13-year Nepalese adventure sparks non-profit for Menlo Park duo
After their combined household of children finished high school, Haydi and David Sowerine left the comfort of their home in Menlo Park for what they thought was going to be David’s three-to-five year USAID contract to promote agri-business in Nepal. But just 18 months into the assignment, the government eliminated first David’s team – and then David himself.
“Some Nepalis begged David to stay and said they would help us with visas,” recalls Haydi. “Much to USAID’s surprise we elected to stay on – we were the first who had ever done that.” The Sowerines spent the next 13 years in Nepal, returning to Menlo Park in 2005.
They went to work on a variety of projects including a solar-powered educational TV kiosk for villages and a privately-run landfill to solve the waste disposal problem of the Kathmandu Valley. But continued government corruption stalled both.
“It was then that we formed our private business to provide energy and transport solutions for rural people,” said Haydi. “Eventually we devised the WireBridge.”

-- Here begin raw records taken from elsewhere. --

//! Geometric streams on hardware targets.
//!
//! A geometry node reads a vertex attribute in the vertex stage, passes it
//! to the pixel stage through the vertex data block, and reads it back
//! there. The vertex assignment is emitted once per stream however many
//! nodes read it.

use shadegen_core::{NodeDef, Type, Value};

use crate::context::GenContext;
use crate::error::{GenError, Result};
use crate::generator::hw::Dialect;
use crate::generator::output_declaration;
use crate::graph::{ShaderGraph, ShaderNode, ShaderPort};
use crate::stage::{block, ShaderStage, PIXEL_STAGE, VERTEX_STAGE};

/// Node categories implemented here on hardware targets.
pub const CATEGORIES: &[&str] = &["position", "normal", "tangent", "texcoord", "geomcolor"];

/// One attribute stream from vertex input to pixel read.
#[derive(Debug, Clone, PartialEq)]
struct Stream {
    /// Member of the vertex data block.
    data: String,
    ty: Type,
    vertex_input: Option<String>,
    /// Value assigned in the vertex stage.
    assignment: String,
    uniforms: Vec<&'static str>,
    normalize: bool,
}

#[derive(Debug)]
pub struct GeomNode {
    name: String,
    category: String,
    ty: Type,
}

impl GeomNode {
    pub fn new(name: &str, nodedef: &NodeDef) -> Result<Self> {
        let ty = nodedef.output_type();
        if !matches!(ty, Type::Vector2 | Type::Vector3 | Type::Vector4 | Type::Color3 | Type::Color4) {
            return Err(GenError::InvalidNode {
                node: nodedef.name.clone(),
                reason: format!("geometric streams of type {ty} are not supported"),
            });
        }
        Ok(Self {
            name: name.to_string(),
            category: nodedef.node.clone(),
            ty,
        })
    }

    pub fn name(&self) -> &str {
        &self.name
    }

    fn stream(&self, node: &ShaderNode, dialect: Dialect) -> Stream {
        // Read from the port value even when the input is published.
        let world = node.input("space").and_then(ShaderPort::string_value) == Some("world");
        let index = node
            .input("index")
            .and_then(|p| p.value.as_ref())
            .and_then(Value::as_integer)
            .unwrap_or(0);
        let vec3 = Type::Vector3;
        let attribute = |name: &str, data: String, ty: Type| Stream {
            data,
            ty,
            vertex_input: Some(name.to_string()),
            assignment: name.to_string(),
            uniforms: Vec::new(),
            normalize: false,
        };
        match (self.category.as_str(), world) {
            ("position", true) => Stream {
                assignment: "hPositionWorld.xyz".to_string(),
                ..attribute("i_position", "positionWorld".into(), vec3)
            },
            ("position", false) => attribute("i_position", "positionObject".into(), vec3),
            ("normal", true) => Stream {
                assignment: format!(
                    "normalize({}.xyz)",
                    dialect.transform("u_worldInverseTransposeMatrix", &dialect.vec4("i_normal", "0.0"))
                ),
                uniforms: vec!["u_worldInverseTransposeMatrix"],
                normalize: true,
                ..attribute("i_normal", "normalWorld".into(), vec3)
            },
            ("normal", false) => Stream {
                normalize: true,
                ..attribute("i_normal", "normalObject".into(), vec3)
            },
            ("tangent", true) => Stream {
                assignment: format!(
                    "normalize({}.xyz)",
                    dialect.transform("u_worldMatrix", &dialect.vec4("i_tangent", "0.0"))
                ),
                uniforms: vec!["u_worldMatrix"],
                normalize: true,
                ..attribute("i_tangent", "tangentWorld".into(), vec3)
            },
            ("tangent", false) => Stream {
                normalize: true,
                ..attribute("i_tangent", "tangentObject".into(), vec3)
            },
            ("geomcolor", _) => attribute(&format!("i_color_{index}"), format!("color_{index}"), self.ty),
            _ => attribute(&format!("i_texcoord_{index}"), format!("texcoord_{index}"), self.ty),
        }
    }

    pub fn create_variables(&self, node: &ShaderNode, ctx: &GenContext, stages: &mut [ShaderStage]) -> Result<()> {
        let Some(dialect) = Dialect::of(ctx.target()) else {
            return Ok(());
        };
        let stream = self.stream(node, dialect);
        for stage in stages.iter_mut() {
            if stage.name == VERTEX_STAGE {
                if let Some(input) = &stream.vertex_input {
                    stage.block_mut(block::VERTEX_INPUTS)?.add(ShaderPort::new(input, stream.ty));
                }
                for uniform in &stream.uniforms {
                    stage
                        .block_mut(block::PRIVATE_UNIFORMS)?
                        .add(ShaderPort::new(*uniform, Type::Matrix44));
                }
            }
            stage.block_mut(block::VERTEX_DATA)?.add(ShaderPort::new(&stream.data, stream.ty));
        }
        Ok(())
    }

    pub fn emit_function_call(
        &self,
        node: &ShaderNode,
        graph: &ShaderGraph,
        ctx: &mut GenContext,
        stage: &mut ShaderStage,
    ) -> Result<()> {
        let Some(dialect) = Dialect::of(ctx.target()) else {
            return Err(GenError::generation(format!(
                "geometry node '{}' needs a hardware target",
                node.name
            )));
        };
        let stream = self.stream(node, dialect);
        let data = stage.block(block::VERTEX_DATA)?.access(&stream.data)?;
        if stage.name == VERTEX_STAGE {
            if stage.mark_assigned(&data) {
                stage.add_line(&format!("{data} = {}", stream.assignment), true);
            }
        } else if stage.name == PIXEL_STAGE {
            let value = if stream.normalize {
                format!("normalize({data})")
            } else {
                data
            };
            let decl = output_declaration(graph, node, 0, ctx)?;
            stage.add_line(&format!("{decl} = {value}"), true);
        }
        Ok(())
    }
}

#[cfg(test)]
mod tests {
    use super::*;
    use crate::graph::node::tests_support::make_node;
    use shadegen_core::PortDecl;

    fn make_geom(category: &str, ty: Type, input: PortDecl) -> (GeomNode, ShaderNode) {
        let nd = NodeDef::new(format!("ND_{category}_{ty}"), category)
            .with_input(input)
            .with_output(PortDecl::new("out", ty));
        let geom = GeomNode::new(&format!("geom:{}", nd.name), &nd).unwrap();
        let mut node = make_node(category, &[], ty);
        node.inputs = nd
            .inputs
            .iter()
            .map(|d| crate::graph::node::port_from_decl(d, "").unwrap())
            .collect();
        (geom, node)
    }

    #[test]
    fn world_normals_are_transformed_per_dialect() {
        let (geom, node) = make_geom(
            "normal",
            Type::Vector3,
            PortDecl::new("space", Type::String).with_value("world"),
        );
        let glsl = geom.stream(&node, Dialect::Glsl);
        assert_eq!(glsl.data, "normalWorld");
        assert_eq!(
            glsl.assignment,
            "normalize((u_worldInverseTransposeMatrix * vec4(i_normal, 0.0)).xyz)"
        );
        let slang = geom.stream(&node, Dialect::Slang);
        assert_eq!(
            slang.assignment,
            "normalize(mul(u_worldInverseTransposeMatrix, float4(i_normal, 0.0)).xyz)"
        );
    }

    #[test]
    fn texcoord_index_names_the_stream() {
        let (geom, node) = make_geom(
            "texcoord",
            Type::Vector2,
            PortDecl::new("index", Type::Integer).with_value("1"),
        );
        let stream = geom.stream(&node, Dialect::Glsl);
        assert_eq!(stream.data, "texcoord_1");
        assert_eq!(stream.vertex_input.as_deref(), Some("i_texcoord_1"));
        assert_eq!(stream.ty, Type::Vector2);
    }
}
//! Source text emission for one shader stage.

use std::collections::{HashMap, HashSet};
use std::path::{Path, PathBuf};

use shadegen_core::ContentHash;
use shadegen_syntax::Syntax;

use crate::context::SearchPath;
use crate::error::{GenError, Result};
use crate::graph::ShaderPort;

pub const VERTEX_STAGE: &str = "vertex";
pub const PIXEL_STAGE: &str = "pixel";

/// Names of the variable blocks stages carry.
pub mod block {
    pub const CONSTANTS: &str = "Constants";
    pub const PRIVATE_UNIFORMS: &str = "PrivateUniforms";
    pub const PUBLIC_UNIFORMS: &str = "PublicUniforms";
    pub const VERTEX_INPUTS: &str = "VertexInputs";
    pub const VERTEX_DATA: &str = "VertexData";
    pub const PIXEL_OUTPUTS: &str = "PixelOutputs";
    pub const LIGHT_DATA: &str = "LightData";
}

const INDENT: &str = "    ";

/// An ordered, name-unique set of variables.
#[derive(Debug, Clone, PartialEq)]
pub struct VariableBlock {
    pub name: String,
    /// Instance name the block is accessed through, e.g. `vd`.
    pub instance: String,
    variables: Vec<ShaderPort>,
    index: HashMap<String, usize>,
}

impl VariableBlock {
    pub fn new(name: impl Into<String>, instance: impl Into<String>) -> Self {
        Self {
            name: name.into(),
            instance: instance.into(),
            variables: Vec::new(),
            index: HashMap::new(),
        }
    }

    /// Add a variable. Adding a name that exists returns the existing entry
    /// unchanged.
    pub fn add(&mut self, port: ShaderPort) -> &mut ShaderPort {
        let index = match self.index.get(&port.name) {
            Some(index) => *index,
            None => {
                self.index.insert(port.name.clone(), self.variables.len());
                self.variables.push(port);
                self.variables.len() - 1
            }
        };
        &mut self.variables[index]
    }

    pub fn get(&self, name: &str) -> Option<&ShaderPort> {
        self.index.get(name).map(|i| &self.variables[*i])
    }

    /// Variable access expression: `vd.normalWorld` or plain `u_time`.
    pub fn access(&self, name: &str) -> Result<String> {
        let port = self.get(name).ok_or_else(|| GenError::VariableNotFound {
            variable: name.to_string(),
            block: self.name.clone(),
        })?;
        Ok(if self.instance.is_empty() {
            port.variable.clone()
        } else {
            format!("{}.{}", self.instance, port.variable)
        })
    }

    pub fn contains(&self, name: &str) -> bool {
        self.index.contains_key(name)
    }

    pub fn iter(&self) -> impl Iterator<Item = &ShaderPort> {
        self.variables.iter()
    }

    pub fn len(&self) -> usize {
        self.variables.len()
    }

    pub fn is_empty(&self) -> bool {
        self.variables.is_empty()
    }
}

/// Kind of bracket a scope is opened with.
#[derive(Debug, Clone, Copy, PartialEq, Eq)]
pub enum Brackets {
    Braces,
    Parentheses,
    Squares,
}

impl Brackets {
    fn open(self) -> &'static str {
        match self {
            Brackets::Braces => "{",
            Brackets::Parentheses => "(",
            Brackets::Squares => "[",
        }
    }

    fn close(self) -> &'static str {
        match self {
            Brackets::Braces => "}",
            Brackets::Parentheses => ")",
            Brackets::Squares => "]",
        }
    }
}

/// One stage of a shader: an append-only text buffer with indentation and
/// scope tracking, its variable blocks, and the set of function
/// definitions and include files already emitted into it.
#[derive(Debug, Clone)]
pub struct ShaderStage {
    pub name: String,
    /// Name of the stage entry point.
    pub function_name: String,
    code: String,
    indent: usize,
    scopes: Vec<Brackets>,
    blocks: Vec<VariableBlock>,
    functions: HashSet<ContentHash>,
    includes: HashSet<PathBuf>,
    assigned: HashSet<String>,
}

impl ShaderStage {
    pub fn new(name: impl Into<String>) -> Self {
        Self {
            name: name.into(),
            function_name: "main".to_string(),
            code: String::new(),
            indent: 0,
            scopes: Vec::new(),
            blocks: Vec::new(),
            functions: HashSet::new(),
            includes: HashSet::new(),
            assigned: HashSet::new(),
        }
    }

    pub fn code(&self) -> &str {
        &self.code
    }

    pub fn into_code(self) -> String {
        self.code
    }

    // Variable blocks.

    /// Create a block, or return the existing block of that name.
    pub fn create_block(&mut self, name: &str, instance: &str) -> &mut VariableBlock {
        let index = match self.blocks.iter().position(|b| b.name == name) {
            Some(index) => index,
            None => {
                self.blocks.push(VariableBlock::new(name, instance));
                self.blocks.len() - 1
            }
        };
        &mut self.blocks[index]
    }

    pub fn block(&self, name: &str) -> Result<&VariableBlock> {
        self.blocks
            .iter()
            .find(|b| b.name == name)
            .ok_or_else(|| GenError::BlockNotFound {
                block: name.to_string(),
                stage: self.name.clone(),
            })
    }

    pub fn block_mut(&mut self, name: &str) -> Result<&mut VariableBlock> {
        let stage = &self.name;
        self.blocks
            .iter_mut()
            .find(|b| b.name == name)
            .ok_or_else(|| GenError::BlockNotFound {
                block: name.to_string(),
                stage: stage.clone(),
            })
    }

    pub fn blocks(&self) -> &[VariableBlock] {
        &self.blocks
    }

    // Text.

    pub fn add_string(&mut self, text: &str) {
        self.code.push_str(text);
    }

    pub fn begin_line(&mut self) {
        for _ in 0..self.indent {
            self.code.push_str(INDENT);
        }
    }

    pub fn end_line(&mut self, semicolon: bool) {
        if semicolon {
            self.code.push(';');
        }
        self.code.push('\n');
    }

    pub fn new_line(&mut self) {
        self.code.push('\n');
    }

    /// Add an indented line, terminated by a semicolon when asked.
    pub fn add_line(&mut self, line: &str, semicolon: bool) {
        self.begin_line();
        self.code.push_str(line);
        self.end_line(semicolon);
    }

    pub fn add_comment(&mut self, comment: &str) {
        self.begin_line();
        self.code.push_str("// ");
        self.code.push_str(comment);
        self.code.push('\n');
    }

    pub fn begin_scope(&mut self, brackets: Brackets) {
        self.add_line(brackets.open(), false);
        self.indent += 1;
        self.scopes.push(brackets);
    }

    /// Close the innermost scope. Closing with no scope open is an error.
    pub fn end_scope(&mut self, semicolon: bool) -> Result<()> {
        let brackets = self.scopes.pop().ok_or(GenError::ScopeUnderflow)?;
        self.indent = self.indent.saturating_sub(1);
        self.add_line(brackets.close(), semicolon);
        Ok(())
    }

    pub fn scope_depth(&self) -> usize {
        self.scopes.len()
    }

    /// Add source text line by line at the current indentation. `#include`
    /// directives are resolved against `from` and the search path and
    /// inlined once per stage.
    pub fn add_block(&mut self, text: &str, from: &Path, search_path: &SearchPath) -> Result<()> {
        for line in text.lines() {
            match parse_include(line) {
                Some(file) => {
                    let resolved = search_path.find(file, from.parent()).ok_or_else(|| {
                        GenError::IncludeNotFound {
                            file: file.to_string(),
                            from: from.display().to_string(),
                        }
                    })?;
                    self.add_include(&resolved, search_path)?;
                }
                None if line.is_empty() => self.new_line(),
                None => self.add_line(line, false),
            }
        }
        Ok(())
    }

    /// Add the contents of a file unless it was added to this stage before.
    pub fn add_include(&mut self, path: &Path, search_path: &SearchPath) -> Result<()> {
        let key = path.canonicalize().unwrap_or_else(|_| path.to_path_buf());
        if !self.includes.insert(key) {
            return Ok(());
        }
        let text = std::fs::read_to_string(path)?;
        log::trace!("including {} in stage {}", path.display(), self.name);
        self.add_block(&text, path, search_path)
    }

    /// Claim a function definition. Returns false if a definition with the
    /// same identity was already emitted, in which case nothing is emitted.
    pub fn claim_function(&mut self, hash: ContentHash) -> bool {
        let claimed = self.functions.insert(hash);
        if !claimed {
            log::trace!("function {} already defined in {}", hash.short(), self.name);
        }
        claimed
    }

    /// Mark a variable as assigned. Returns false if it already was.
    pub fn mark_assigned(&mut self, variable: &str) -> bool {
        self.assigned.insert(variable.to_string())
    }

    /// Declare every variable of a block, one per line:
    /// `<qualifier> <type> <name>[ = <value>];`
    pub fn declare_variables(&mut self, block: &str, qualifier: &str, syntax: &Syntax, assign_values: bool) -> Result<()> {
        let lines = {
            let block = self.block(block)?;
            let mut lines = Vec::with_capacity(block.len());
            for port in block.iter() {
                lines.push(variable_declaration(port, qualifier, syntax, assign_values)?);
            }
            lines
        };
        for line in lines {
            self.add_line(&line, true);
        }
        Ok(())
    }
}

/// Declaration of a single variable, without the trailing semicolon.
pub fn variable_declaration(port: &ShaderPort, qualifier: &str, syntax: &Syntax, assign_value: bool) -> Result<String> {
    let ty_name = syntax.type_name(port.ty)?;
    let mut decl = String::new();
    if !qualifier.is_empty() {
        decl.push_str(qualifier);
        decl.push(' ');
    }
    let array_len = port.value.as_ref().and_then(|v| v.array_len());
    match array_len {
        Some(len) if port.ty.is_array() => {
            decl.push_str(&syntax.array_variable(ty_name, &port.variable, &len.to_string()));
        }
        _ => {
            decl.push_str(ty_name);
            decl.push(' ');
            decl.push_str(&port.variable);
        }
    }
    if assign_value {
        let value = match &port.value {
            Some(value) => syntax.value(port.ty, value, true)?,
            None => syntax.default_value(port.ty, true)?.to_string(),
        };
        if !value.is_empty() {
            decl.push_str(" = ");
            decl.push_str(&value);
        }
    }
    Ok(decl)
}

fn parse_include(line: &str) -> Option<&str> {
    let rest = line.trim_start().strip_prefix("#include")?;
    let rest = rest.trim();
    let inner = rest
        .strip_prefix('"')
        .and_then(|r| r.strip_suffix('"'))
        .or_else(|| rest.strip_prefix('<').and_then(|r| r.strip_suffix('>')))?;
    Some(inner)
}
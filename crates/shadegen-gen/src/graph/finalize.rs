//! Preparing a built graph for emission.

use shadegen_core::Type;
use shadegen_syntax::UniqueNames;

use super::{Classification, GraphKind, NodeId, ScopeInfo, ScopeKind, ShaderGraph, ShaderPort, Sink, Source};
use crate::context::GenContext;
use crate::error::Result;
use crate::generator::result_members;
use crate::nodes::conditional::branch_inputs;
use crate::options::ShaderInterfaceType;

impl ShaderGraph {
    /// Publish the interface, name every variable, order and scope the
    /// nodes, and optimize. The graph is ready to emit afterwards.
    ///
    /// Fails with a cycle if any output depends on itself.
    pub fn finalize(&mut self, ctx: &GenContext) -> Result<()> {
        if self.kind == GraphKind::Root {
            self.publish_inputs(ctx)?;
        }
        self.assign_variables(ctx)?;
        self.validate_acyclic()?;
        self.topological_sort()?;
        self.calculate_scopes()?;

        if self.optimize()? > 0 {
            self.topological_sort()?;
            self.calculate_scopes()?;
        }
        self.collect_closures()?;
        log::debug!(
            "finalized '{}': {} nodes, {} input sockets",
            self.name,
            self.node_count(),
            self.input_sockets().len()
        );
        Ok(())
    }

    /// Turn unconnected inputs into input sockets of the graph.
    ///
    /// With a complete interface every editable input is published. File
    /// texture filenames are published on hardware targets regardless,
    /// since textures are bound at runtime.
    fn publish_inputs(&mut self, ctx: &GenContext) -> Result<()> {
        let complete = ctx.options.shader_interface_type == ShaderInterfaceType::Complete;
        let hw = ctx.target().is_hw();
        let syntax = ctx.syntax();
        let mut names = UniqueNames::new();
        for socket in self.input_sockets() {
            names.insert(socket.name.clone(), 0);
        }

        for id in self.node_ids() {
            let node = self.node(id)?;
            let filetexture = node.has_classification(Classification::FILETEXTURE);
            let published: Vec<(usize, ShaderPort)> = node
                .inputs
                .iter()
                .enumerate()
                .filter(|(_, port)| !port.is_connected() && port.ty.is_editable())
                .filter(|(_, port)| complete || (hw && filetexture && port.ty == Type::Filename))
                .map(|(index, port)| {
                    let mut socket = ShaderPort::new(
                        syntax.make_unique(&format!("{}_{}", node.name, port.name), &mut names),
                        port.ty,
                    );
                    socket.value = port.value.clone();
                    socket.path = port.path.clone();
                    socket.colorspace = port.colorspace.clone();
                    socket.unit = port.unit.clone();
                    socket.unittype = port.unittype.clone();
                    socket.uniform = port.uniform;
                    (index, socket)
                })
                .collect();
            for (input, socket) in published {
                let index = self.add_input_socket(socket)?;
                self.connect(Source::Socket(index), Sink::Node { node: id, input })?;
            }
        }
        Ok(())
    }

    /// Give every socket and node output a variable name that is unique in
    /// the graph and not a reserved word of the target.
    fn assign_variables(&mut self, ctx: &GenContext) -> Result<()> {
        let syntax = ctx.syntax();
        let mut names = UniqueNames::new();
        if self.kind == GraphKind::Compound {
            // Local of a compound function returning a struct.
            names.insert("result".to_string(), 0);
        }
        for index in 0..self.input_sockets().len() {
            if let Some(socket) = self.input_socket_mut(index) {
                socket.variable = syntax.make_unique(&socket.name, &mut names);
            }
        }
        for index in 0..self.output_sockets().len() {
            if let Some(socket) = self.output_socket_mut(index) {
                socket.variable = syntax.make_unique(&socket.name, &mut names);
            }
        }
        for id in self.node_ids() {
            let node = self.node_mut(id)?;
            if node.implementation.returns_struct(node.outputs.len(), ctx) {
                node.result_variable = Some(syntax.make_unique(&format!("{}_result", node.name), &mut names));
                let members = result_members(&node.outputs, &syntax);
                for (output, member) in node.outputs.iter_mut().zip(members) {
                    output.variable = member;
                }
            } else {
                node.result_variable = None;
                for output in node.outputs.iter_mut() {
                    output.variable = syntax.make_unique(&format!("{}_{}", node.name, output.name), &mut names);
                }
            }
        }
        Ok(())
    }

    /// Work out, for every node, whether it is used unconditionally or only
    /// inside branches of a conditional node.
    pub(crate) fn calculate_scopes(&mut self) -> Result<()> {
        let order = self.order().to_vec();
        for id in &order {
            self.node_mut(*id)?.scope = ScopeInfo::default();
        }
        let roots: Vec<NodeId> = self
            .output_sockets()
            .iter()
            .filter_map(|socket| match socket.connection {
                Some(Source::Node { node, .. }) => Some(node),
                _ => None,
            })
            .collect();
        for id in roots {
            self.node_mut(id)?.scope.merge(&ScopeInfo::global());
        }

        // Downstream nodes come later in the order, so walking it backwards
        // settles a node's scope before it is pushed upstream.
        for id in order.iter().rev() {
            let node = self.node(*id)?;
            let scope = node.scope;
            if scope.kind == ScopeKind::Unknown {
                continue;
            }
            let branches = if node.has_classification(Classification::CONDITIONAL) {
                branch_inputs(node)
            } else {
                Vec::new()
            };
            let full_mask = branches.iter().fold(0u32, |mask, b| mask | 1 << b);
            let upstream: Vec<(usize, NodeId)> = node
                .inputs
                .iter()
                .enumerate()
                .filter_map(|(index, port)| match port.connection {
                    Some(Source::Node { node, .. }) => Some((index, node)),
                    _ => None,
                })
                .collect();
            for (input, up) in upstream {
                let mut used = scope;
                if branches.contains(&input) {
                    used.adjust_at_conditional_input(*id, input, full_mask);
                }
                self.node_mut(up)?.scope.merge(&used);
            }
        }
        Ok(())
    }

    /// Record, on every shader node, the closure nodes upstream of it.
    fn collect_closures(&mut self) -> Result<()> {
        let shaders: Vec<NodeId> = self
            .ordered_nodes()
            .filter(|n| n.has_classification(Classification::SHADER))
            .map(|n| n.id)
            .collect();
        for id in shaders {
            let mut closures = std::collections::BTreeSet::new();
            for input in 0..self.node(id)?.inputs.len() {
                for up in self.upstream_nodes(Sink::Node { node: id, input })? {
                    if self.node(up)?.has_classification(Classification::CLOSURE) {
                        closures.insert(up);
                    }
                }
            }
            self.node_mut(id)?.used_closures = closures;
        }
        Ok(())
    }
}

#[cfg(test)]
mod tests {
    use super::*;
    use crate::graph::node::tests_support::make_node;
    use crate::graph::{GraphId, ScopeKind};
    use crate::options::GenOptions;
    use shadegen_core::{NodeDef, PortDecl, Value};
    use shadegen_syntax::Target;
    use std::sync::Arc;

    fn make_ifgreater(name: &str) -> crate::graph::ShaderNode {
        let nodedef = NodeDef::new("ND_ifgreater_float", "ifgreater")
            .with_input(PortDecl::new("value1", Type::Float).with_value("1.0"))
            .with_input(PortDecl::new("value2", Type::Float).with_value("0.0"))
            .with_input(PortDecl::new("in1", Type::Float))
            .with_input(PortDecl::new("in2", Type::Float))
            .with_output(PortDecl::new("out", Type::Float));
        let implementation = crate::nodes::conditional::ConditionalNode::new("conditional:ND_ifgreater_float", &nodedef)
            .map(|c| Arc::new(crate::nodes::ShaderNodeImpl::Conditional(c)))
            .unwrap();
        crate::graph::ShaderNode::from_nodedef(name, &nodedef, implementation, "").unwrap()
    }

    /// `a` feeds only the first branch of `cond`, `b` both branches.
    fn make_branching() -> ShaderGraph {
        let mut graph = ShaderGraph::new(GraphId(0), "g", GraphKind::Root);
        let a = graph.add_node(make_node("a", &["in"], Type::Float)).unwrap();
        let b = graph.add_node(make_node("b", &["in"], Type::Float)).unwrap();
        let c = graph.add_node(make_node("c", &["in"], Type::Float)).unwrap();
        let cond = graph.add_node(make_ifgreater("cond")).unwrap();
        graph.add_output_socket(ShaderPort::new("out", Type::Float)).unwrap();
        let out = |node| Source::Node { node, output: 0 };
        graph.connect(out(b), Sink::Node { node: a, input: 0 }).unwrap();
        graph.connect(out(a), Sink::Node { node: cond, input: 2 }).unwrap();
        graph.connect(out(b), Sink::Node { node: c, input: 0 }).unwrap();
        graph.connect(out(c), Sink::Node { node: cond, input: 3 }).unwrap();
        graph.connect(out(cond), Sink::Socket(0)).unwrap();
        graph
    }

    #[test]
    fn branch_only_nodes_are_scoped_to_the_branch() {
        let mut graph = make_branching();
        let ctx = GenContext::new(Target::Glsl);
        graph.finalize(&ctx).unwrap();

        let cond = graph.node_by_name("cond").unwrap().id;
        let a = graph.node_by_name("a").unwrap();
        assert_eq!(a.scope.kind, ScopeKind::Single);
        assert!(a.scope.used_by_branch(cond, 2));
        assert!(a.referenced_conditionally());
        let b = graph.node_by_name("b").unwrap();
        assert_eq!(b.scope.kind, ScopeKind::Global);
        assert_eq!(graph.order().last(), Some(&cond));
    }

    #[test]
    fn complete_interface_publishes_unconnected_inputs() {
        let mut graph = make_branching();
        let ctx = GenContext::new(Target::Glsl);
        graph.finalize(&ctx).unwrap();
        let names: Vec<&str> = graph.input_sockets().iter().map(|s| s.name.as_str()).collect();
        assert_eq!(names, vec!["b_in", "cond_value1", "cond_value2"]);
        assert_eq!(graph.input_sockets()[1].value, Some(Value::Float(1.0)));
    }

    #[test]
    fn reduced_interface_folds_literal_conditionals() {
        let mut graph = make_branching();
        let options = GenOptions {
            shader_interface_type: ShaderInterfaceType::Reduced,
            ..GenOptions::default()
        };
        let ctx = GenContext::with_options(Target::Glsl, options);
        graph.finalize(&ctx).unwrap();
        assert!(graph.input_sockets().is_empty());
        assert!(graph.node_by_name("cond").is_none());
        assert!(graph.node_by_name("c").is_none());
        let a = graph.node_by_name("a").unwrap();
        assert_eq!(graph.output_sockets()[0].connection, Some(Source::Node { node: a.id, output: 0 }));
        assert_eq!(a.scope.kind, ScopeKind::Global);
    }

    #[test]
    fn variables_avoid_reserved_words() {
        let mut graph = ShaderGraph::new(GraphId(0), "g", GraphKind::Root);
        let node = graph.add_node(make_node("float", &["in"], Type::Float)).unwrap();
        graph.add_output_socket(ShaderPort::new("out", Type::Float)).unwrap();
        graph.connect(Source::Node { node, output: 0 }, Sink::Socket(0)).unwrap();
        graph.finalize(&GenContext::new(Target::Glsl)).unwrap();
        assert_eq!(graph.output_sockets()[0].variable, "out1");
        assert_eq!(graph.node(node).unwrap().outputs[0].variable, "float_out");
    }
}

WireBridges – human-powered, wheeled carriages riding on cable strung between anchor towers – help solve the isolation of villages posed by Nepal’s geography by spanning river gorges. Each carriage holds up to five or six people and their goods. Through the Sowerine’s efforts 34 bridges were installed.
“There are probably 1,000 potential bridge sites with villages which have no funds to purchase them,” said David. “We had hoped to have steady funding for the villages from one of the bigger aid agencies but that has been a stalemate for the last four years. So we will try to raise funds in the US – one bridge at a time.”
In addition to the WireBridge, they developed a human-powered generator and electricity distribution setup. Pedaling the generator proved to be “socially unpopular” but a new system that has a small solar panel, battery and LED lights is being produced.
At the end of last year, the Sowerine’s manager of more than 10 years formed his own company (Village Solutions) and will be the bridge builder and light distributor. To support these efforts, the Sowerines started a 501(c)(3) nonprofit called VillageTech Solutions (VTS).
‘While we lived in Kathmandu it was easy to persuade young engineering volunteers to join us, and to organize their work to be really productive,”,said Haydi. “Now that we live in highly-developed Menlo Park, the innovation machine requires a different form, something like a conveyor belt. And with good fundraising support for VTS, we intend to push new products and technologies along.”